UBS Group AG may use its takeover of Credit Suisse Group AG as an opportunity to rebuild its investment banking business in the Middle East after recently shuttering its regional dealmaking and advisory operations, according to people familiar with the matter.
In what would be a U-turn for the Swiss bank, UBS executives have been exploring ways to revive the bank’s deal business in Dubai after it effectively closed its on-the-ground dealmaking operations in 2022, the people said, asking not to be identified because the matter is private.
Senior executives at UBS are keen to take advantage of heightened deal activity in the region and want to leverage the lender’s private banking relationships with wealthy royals and family-owned businesses to win deals, the people said. Discussions are in the early stages and it’s not clear if they will result in an agreement, the people said.
Credit Suisse has about 40 investment bankers in the United Arab Emirates, Qatar and Saudi Arabia. Representatives for UBS and Credit Suisse declined to comment.
UBS currently covers deals in the Middle East and North Africa region by flying bankers and specialists from jurisdictions such as the U.S. and U.K. into the region. The Swiss lender still has a local presence through other divisions, including its global trading and wealth units, where it has continued to hire.
UBS wealth boss Iqbal Khan is among senior bankers supporting the plan, the people said. He knows Credit Suisse’s business in the Middle East well. Before moving to UBS in 2019, Khan was the bank’s head of international wealth management, with responsibility for markets including the Middle East. He’s also talking with private bankers from Dubai to Doha as he tries to hang onto the stricken firm’s top talent, Bloomberg News has reported. In recent years, UBS has poached several wealth managers from Credit Suisse, including a team to cover the United Arab Emirates and Israel.

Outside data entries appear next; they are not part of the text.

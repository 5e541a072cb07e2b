//! fio-server binary.
//!
//! Reads `config.toml` (or the path specified with `--config`) layered under
//! `FIO_*` environment variables, opens the SQLite store, loads seed data,
//! repairs the id sequence and serves the JSON API over HTTP.

use std::{path::PathBuf, sync::Arc};

use anyhow::Context as _;
use clap::Parser;
use fio_api::ServerConfig;
use fio_core::service::PersonService;
use fio_enrich::HttpEnricher;
use fio_store_sqlite::SqliteStore;
use tokio::net::TcpListener;
use tracing::level_filters::LevelFilter;
use tracing_subscriber::EnvFilter;

#[derive(Parser)]
#[command(author, version, about = "FIO person enrichment service")]
struct Cli {
  /// Path to the TOML configuration file.
  #[arg(short, long, default_value = "config.toml")]
  config: PathBuf,
}

#[tokio::main]
async fn main() -> anyhow::Result<()> {
  // Load `.env` first so it can set `RUST_LOG`.
  let dotenv = dotenvy::dotenv();

  // Initialise tracing.
  tracing_subscriber::fmt()
    .with_env_filter(
      EnvFilter::builder()
        .with_default_directive(LevelFilter::INFO.into())
        .from_env_lossy(),
    )
    .init();

  let cli = Cli::parse();

  // A missing `.env` is fine; real environment variables still apply.
  if let Err(e) = dotenv {
    tracing::debug!(error = %e, "no .env file loaded");
  }

  let server_cfg = ServerConfig::load(&cli.config)
    .context("failed to load ServerConfig")?;

  // Open SQLite store; runs the migration if the table is missing.
  let store = SqliteStore::open(&server_cfg.store_path)
    .await
    .with_context(|| format!("failed to open store at {:?}", server_cfg.store_path))?;

  if let Some(seed_path) = &server_cfg.seed_path {
    store
      .seed_from_file(seed_path)
      .await
      .with_context(|| format!("failed to load seed data from {seed_path:?}"))?;
  }
  store.repair_sequence_or_warn().await;

  let enricher = HttpEnricher::new(server_cfg.enrich_config())
    .context("failed to build HTTP client")?;

  let service = PersonService::new(Arc::new(store), Arc::new(enricher));
  let app = fio_api::router(service);
  let address = server_cfg.bind_addr();

  tracing::info!("Listening on http://{address}");
  let listener = TcpListener::bind(&address)
    .await
    .with_context(|| format!("failed to bind {address}"))?;

  axum::serve(listener, app)
    .with_graceful_shutdown(shutdown_signal())
    .await
    .context("server error")?;

  tracing::info!("server stopped");
  Ok(())
}

/// Resolve on Ctrl-C so in-flight requests can finish before the store is
/// dropped.
async fn shutdown_signal() {
  if let Err(e) = tokio::signal::ctrl_c().await {
    tracing::error!(error = %e, "failed to listen for shutdown signal");
    std::future::pending::<()>().await;
  }
}
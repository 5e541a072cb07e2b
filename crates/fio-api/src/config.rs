//! Runtime server configuration.

use std::{
  path::{Path, PathBuf},
  time::Duration,
};

use fio_enrich::EnrichConfig;
use serde::Deserialize;

/// Environment variables prefixed with this override file values,
/// e.g. `FIO_PORT=9000` or `FIO_AGE_URL=https://api.agify.io`.
pub const ENV_PREFIX: &str = "FIO";

/// Runtime server configuration, deserialised from `config.toml` and the
/// environment.
#[derive(Debug, Deserialize, Clone)]
pub struct ServerConfig {
  #[serde(default = "default_host")]
  pub host:                String,
  #[serde(default = "default_port")]
  pub port:                u16,
  #[serde(default = "default_store_path")]
  pub store_path:          PathBuf,
  /// JSON array of seed records, loaded only into an empty table.
  pub seed_path:           Option<PathBuf>,
  pub age_url:             String,
  pub gender_url:          String,
  pub ethnicity_url:       String,
  /// Timeout for each enrichment request. Unset means no timeout.
  pub enrich_timeout_secs: Option<u64>,
}

fn default_host() -> String { "0.0.0.0".to_string() }

fn default_port() -> u16 { 8080 }

fn default_store_path() -> PathBuf { PathBuf::from("fio.db") }

impl ServerConfig {
  /// Layer the optional TOML file at `path` under `FIO_*` environment
  /// variables.
  pub fn load(path: &Path) -> Result<Self, config::ConfigError> {
    config::Config::builder()
      .add_source(config::File::from(path).required(false))
      .add_source(config::Environment::with_prefix(ENV_PREFIX))
      .build()?
      .try_deserialize()
  }

  pub fn bind_addr(&self) -> String { format!("{}:{}", self.host, self.port) }

  pub fn enrich_config(&self) -> EnrichConfig {
    let config = EnrichConfig::new(
      self.age_url.clone(),
      self.gender_url.clone(),
      self.ethnicity_url.clone(),
    );
    match self.enrich_timeout_secs {
      Some(secs) => config.with_timeout(Duration::from_secs(secs)),
      None => config,
    }
  }
}

#[cfg(test)]
mod tests {
  use super::*;

  #[test]
  fn loads_file_and_applies_defaults() {
    let dir = tempfile::tempdir().unwrap();
    let path = dir.path().join("config.toml");
    std::fs::write(
      &path,
      r#"
age_url = "https://api.agify.io"
gender_url = "https://api.genderize.io"
ethnicity_url = "https://api.nationalize.io"
enrich_timeout_secs = 5
"#,
    )
    .unwrap();

    let cfg = ServerConfig::load(&path).unwrap();
    assert_eq!(cfg.port, 8080);
    assert_eq!(cfg.bind_addr(), "0.0.0.0:8080");
    assert_eq!(cfg.store_path, PathBuf::from("fio.db"));
    assert!(cfg.seed_path.is_none());

    let enrich = cfg.enrich_config();
    assert_eq!(enrich.age_url, "https://api.agify.io");
    assert_eq!(enrich.timeout, Some(Duration::from_secs(5)));
  }

  #[test]
  fn missing_service_urls_are_an_error() {
    let dir = tempfile::tempdir().unwrap();
    let path = dir.path().join("config.toml");
    std::fs::write(&path, "port = 9000\n").unwrap();

    assert!(ServerConfig::load(&path).is_err());
  }
}
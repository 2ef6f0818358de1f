//! String-keyed open-addressing table with pluggable value ownership.
//!
//! [`Dict`] is the storage behind settings sections and the settings store.
//! Keys are owned strings; what happens to values on the way in and on the
//! way out is decided by a [`ValuePolicy`]. Every entry also carries a
//! *mark* bit recording whether it is authoritative for persistence.
//!
//! # Mark precedence
//!
//! [`Dict::replace`] only overwrites an existing entry when the incoming mark
//! is at least the stored one. An unmarked write (for instance a system-wide
//! default loaded from disk) therefore never clobbers a marked entry, while a
//! marked write always wins:
//!
//! ```
//! use horizon_lattice_registry::{Dict, StringValue};
//!
//! let mut dict: Dict<StringValue> = Dict::new();
//! dict.replace("theme", "dark", true);
//! dict.replace("theme", "light", false);
//! assert_eq!(dict.find("theme").map(String::as_str), Some("dark"));
//!
//! dict.replace("theme", "solarized", true);
//! assert_eq!(dict.find("theme").map(String::as_str), Some("solarized"));
//! ```

use std::fmt;
use std::marker::PhantomData;

use crate::hash::{try_alloc_slots, valid_size, Probe, MIN_SIZE};

/// Decides how values enter and leave a [`Dict`].
pub trait ValuePolicy {
    /// What callers hand to `insert`/`replace`.
    type Input: ?Sized;
    /// What the table keeps.
    type Stored;

    /// Produces the stored form of a newly inserted value.
    fn create(input: &Self::Input) -> Self::Stored;

    /// Disposes of a value leaving the table.
    fn delete(stored: Self::Stored) {
        drop(stored);
    }
}

/// Stores a clone of the caller's value.
#[derive(Debug)]
pub struct Cloned<T>(PhantomData<T>);

impl<T: Clone> ValuePolicy for Cloned<T> {
    type Input = T;
    type Stored = T;

    fn create(input: &T) -> T {
        input.clone()
    }
}

/// Stores an independently owned copy of a string.
#[derive(Debug)]
pub struct StringValue;

impl ValuePolicy for StringValue {
    type Input = str;
    type Stored = String;

    fn create(input: &str) -> String {
        input.to_owned()
    }
}

/// Hashes a key: `h = (h * 33) ^ byte`, kept to 31 bits.
pub fn hash_str(key: &str) -> u32 {
    key.bytes()
        .fold(0u32, |h, b| (h << 5).wrapping_add(h) ^ u32::from(b))
        & 0x7FFF_FFFF
}

struct Entry<S> {
    key: String,
    data: S,
    hash: u32,
    mark: bool,
}

enum Slot<S> {
    Empty,
    Tombstone,
    Occupied(Entry<S>),
}

impl<S> Slot<S> {
    fn entry(&self) -> Option<&Entry<S>> {
        match self {
            Slot::Occupied(entry) => Some(entry),
            _ => None,
        }
    }

    fn entry_mut(&mut self) -> Option<&mut Entry<S>> {
        match self {
            Slot::Occupied(entry) => Some(entry),
            _ => None,
        }
    }
}

/// A string-keyed hash table whose values are managed by `P`.
pub struct Dict<P: ValuePolicy> {
    slots: Vec<Slot<P::Stored>>,
    used: usize,
    free: usize,
    _policy: PhantomData<P>,
}

impl<P: ValuePolicy> Default for Dict<P> {
    fn default() -> Self {
        Self::new()
    }
}

impl<P: ValuePolicy> Dict<P> {
    /// Creates an empty table.
    pub fn new() -> Self {
        Self {
            slots: (0..MIN_SIZE).map(|_| Slot::Empty).collect(),
            used: 0,
            free: MIN_SIZE,
            _policy: PhantomData,
        }
    }

    /// Returns the number of live entries.
    pub fn len(&self) -> usize {
        self.used
    }

    /// Returns true if the table holds no entries.
    pub fn is_empty(&self) -> bool {
        self.used == 0
    }

    /// Returns the number of slots.
    pub fn size(&self) -> usize {
        self.slots.len()
    }

    /// Returns the value stored under `key`.
    pub fn find(&self, key: &str) -> Option<&P::Stored> {
        let pos = self.locate(key)?;
        self.data(pos)
    }

    /// Returns a mutable reference to the value stored under `key`.
    pub fn find_mut(&mut self, key: &str) -> Option<&mut P::Stored> {
        let pos = self.locate(key)?;
        self.data_mut(pos)
    }

    /// Returns true if `key` is present.
    pub fn contains(&self, key: &str) -> bool {
        self.locate(key).is_some()
    }

    /// Returns the mark of the entry under `key`.
    pub fn is_marked(&self, key: &str) -> Option<bool> {
        let pos = self.locate(key)?;
        self.slots[pos].entry().map(|e| e.mark)
    }

    /// Creates an entry for `key` if it is absent.
    ///
    /// An existing entry is returned untouched, mark included. Returns `None`
    /// only if the table needed to grow and could not.
    pub fn insert(&mut self, key: &str, input: &P::Input, mark: bool) -> Option<&mut P::Stored> {
        let pos = match self.locate(key) {
            Some(pos) => pos,
            None => self.place(key, P::create(input), mark)?,
        };
        self.data_mut(pos)
    }

    /// Creates or overwrites the entry for `key`.
    ///
    /// An existing entry is overwritten only if `mark` is set or the existing
    /// entry is unmarked; otherwise it is kept as is. The old value is passed
    /// to [`ValuePolicy::delete`].
    pub fn replace(&mut self, key: &str, input: &P::Input, mark: bool) -> Option<&mut P::Stored> {
        let pos = match self.locate(key) {
            Some(pos) => {
                let entry = self.slots[pos].entry_mut()?;
                if mark || !entry.mark {
                    let old = std::mem::replace(&mut entry.data, P::create(input));
                    entry.mark = mark;
                    P::delete(old);
                }
                pos
            }
            None => self.place(key, P::create(input), mark)?,
        };
        self.data_mut(pos)
    }

    /// Removes the entry for `key`, returning whether it existed.
    pub fn remove(&mut self, key: &str) -> bool {
        let Some(pos) = self.locate(key) else {
            return false;
        };
        if let Slot::Occupied(entry) = std::mem::replace(&mut self.slots[pos], Slot::Tombstone) {
            P::delete(entry.data);
        }
        self.used -= 1;
        if self.used < self.slots.len() / 4 && self.slots.len() > MIN_SIZE {
            self.resize(self.slots.len() / 2);
        }
        true
    }

    /// Removes every entry.
    pub fn clear(&mut self) {
        let old = std::mem::replace(&mut self.slots, (0..MIN_SIZE).map(|_| Slot::Empty).collect());
        Self::dispose(old);
        self.used = 0;
        self.free = MIN_SIZE;
    }

    /// Rehashes into at least `size` slots; false if allocation failed.
    pub fn resize(&mut self, size: usize) -> bool {
        let size = valid_size(size, self.used);
        let Some(mut slots) = try_alloc_slots(size, || Slot::Empty) else {
            return false;
        };
        for slot in std::mem::take(&mut self.slots) {
            if let Slot::Occupied(entry) = slot {
                if let Some(pos) = Probe::new(entry.hash, size).find(|&p| matches!(slots[p], Slot::Empty)) {
                    slots[pos] = Slot::Occupied(entry);
                }
            }
        }
        self.free = size - self.used;
        self.slots = slots;
        true
    }

    // ========================================================================
    // Positional access
    // ========================================================================

    /// Returns the position of the first live entry.
    pub fn first(&self) -> Option<usize> {
        (0..self.slots.len()).find(|&p| self.slots[p].entry().is_some())
    }

    /// Returns the position of the last live entry.
    pub fn last(&self) -> Option<usize> {
        (0..self.slots.len()).rev().find(|&p| self.slots[p].entry().is_some())
    }

    /// Returns the position of the next live entry after `pos`.
    pub fn next(&self, pos: usize) -> Option<usize> {
        (pos + 1..self.slots.len()).find(|&p| self.slots[p].entry().is_some())
    }

    /// Returns the position of the previous live entry before `pos`.
    pub fn prev(&self, pos: usize) -> Option<usize> {
        (0..pos.min(self.slots.len())).rev().find(|&p| self.slots[p].entry().is_some())
    }

    /// Returns the key at `pos`.
    pub fn key(&self, pos: usize) -> Option<&str> {
        self.slots.get(pos)?.entry().map(|e| e.key.as_str())
    }

    /// Returns the value at `pos`.
    pub fn data(&self, pos: usize) -> Option<&P::Stored> {
        self.slots.get(pos)?.entry().map(|e| &e.data)
    }

    /// Returns the value at `pos` mutably.
    pub fn data_mut(&mut self, pos: usize) -> Option<&mut P::Stored> {
        self.slots.get_mut(pos)?.entry_mut().map(|e| &mut e.data)
    }

    /// Returns the mark at `pos`.
    pub fn mark(&self, pos: usize) -> Option<bool> {
        self.slots.get(pos)?.entry().map(|e| e.mark)
    }

    /// Sets the mark at `pos`.
    pub fn set_mark(&mut self, pos: usize, mark: bool) {
        if let Some(entry) = self.slots.get_mut(pos).and_then(Slot::entry_mut) {
            entry.mark = mark;
        }
    }

    /// Iterates over `(key, value, mark)` in slot order.
    pub fn iter(&self) -> impl Iterator<Item = (&str, &P::Stored, bool)> {
        self.slots
            .iter()
            .filter_map(Slot::entry)
            .map(|e| (e.key.as_str(), &e.data, e.mark))
    }

    /// Iterates mutably over `(key, value)` in slot order.
    pub fn iter_mut(&mut self) -> impl Iterator<Item = (&str, &mut P::Stored)> {
        self.slots
            .iter_mut()
            .filter_map(Slot::entry_mut)
            .map(|e| (e.key.as_str(), &mut e.data))
    }

    // ========================================================================
    // Internal helpers
    // ========================================================================

    fn locate(&self, key: &str) -> Option<usize> {
        let hash = hash_str(key);
        for pos in Probe::new(hash, self.slots.len()) {
            match &self.slots[pos] {
                Slot::Empty => return None,
                Slot::Occupied(e) if e.hash == hash && e.key == key => return Some(pos),
                _ => {}
            }
        }
        None
    }

    fn place(&mut self, key: &str, data: P::Stored, mark: bool) -> Option<usize> {
        if self.free * 2 <= self.slots.len() {
            let target = if self.used * 2 < self.slots.len() {
                self.slots.len()
            } else {
                self.slots.len() * 2
            };
            if !self.resize(target) && self.free <= 1 {
                P::delete(data);
                return None;
            }
        }
        let hash = hash_str(key);
        let Some(pos) = Probe::new(hash, self.slots.len())
            .find(|&p| !matches!(self.slots[p], Slot::Occupied(_)))
        else {
            P::delete(data);
            return None;
        };
        if matches!(self.slots[pos], Slot::Empty) {
            self.free -= 1;
        }
        self.slots[pos] = Slot::Occupied(Entry {
            key: key.to_owned(),
            data,
            hash,
            mark,
        });
        self.used += 1;
        Some(pos)
    }

    fn dispose(slots: Vec<Slot<P::Stored>>) {
        for slot in slots {
            if let Slot::Occupied(entry) = slot {
                P::delete(entry.data);
            }
        }
    }
}

impl<P: ValuePolicy> Drop for Dict<P> {
    fn drop(&mut self) {
        Self::dispose(std::mem::take(&mut self.slots));
    }
}

impl<P: ValuePolicy> fmt::Debug for Dict<P>
where
    P::Stored: fmt::Debug,
{
    fn fmt(&self, f: &mut fmt::Formatter<'_>) -> fmt::Result {
        f.debug_map()
            .entries(self.iter().map(|(k, v, _)| (k, v)))
            .finish()
    }
}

UBS wants to cherry-pick top dealmakers from Credit Suisse’s investment bank instead of supporting an ambitious plan to build a new independent firm under the leadership of high-profile dealmaker Michael Klein, Bloomberg News has reported.
The Swiss lender’s interest in the Middle East comes after the region has become a key destination of capital globally with its cash-rich sovereign wealth funds deploying money at a record pace. The region has also been a rare bright spot for initial public offerings at a time overall volumes are at a record low across the world. Still, Middle Eastern investors are becoming more cautious of making fresh investments in global banks after emerging as some of the hardest hit in the Credit Suisse crisis.
Before the hastily arranged deal with UBS, Credit Suisse itself had been bolstering its investment banking business in the Middle East and Africa. It hired senior banker Hazem Shawki from Goldman Sachs Group Inc. in 2019 and then Morgan Stanley dealmaker Tara Luthra to expand its operations.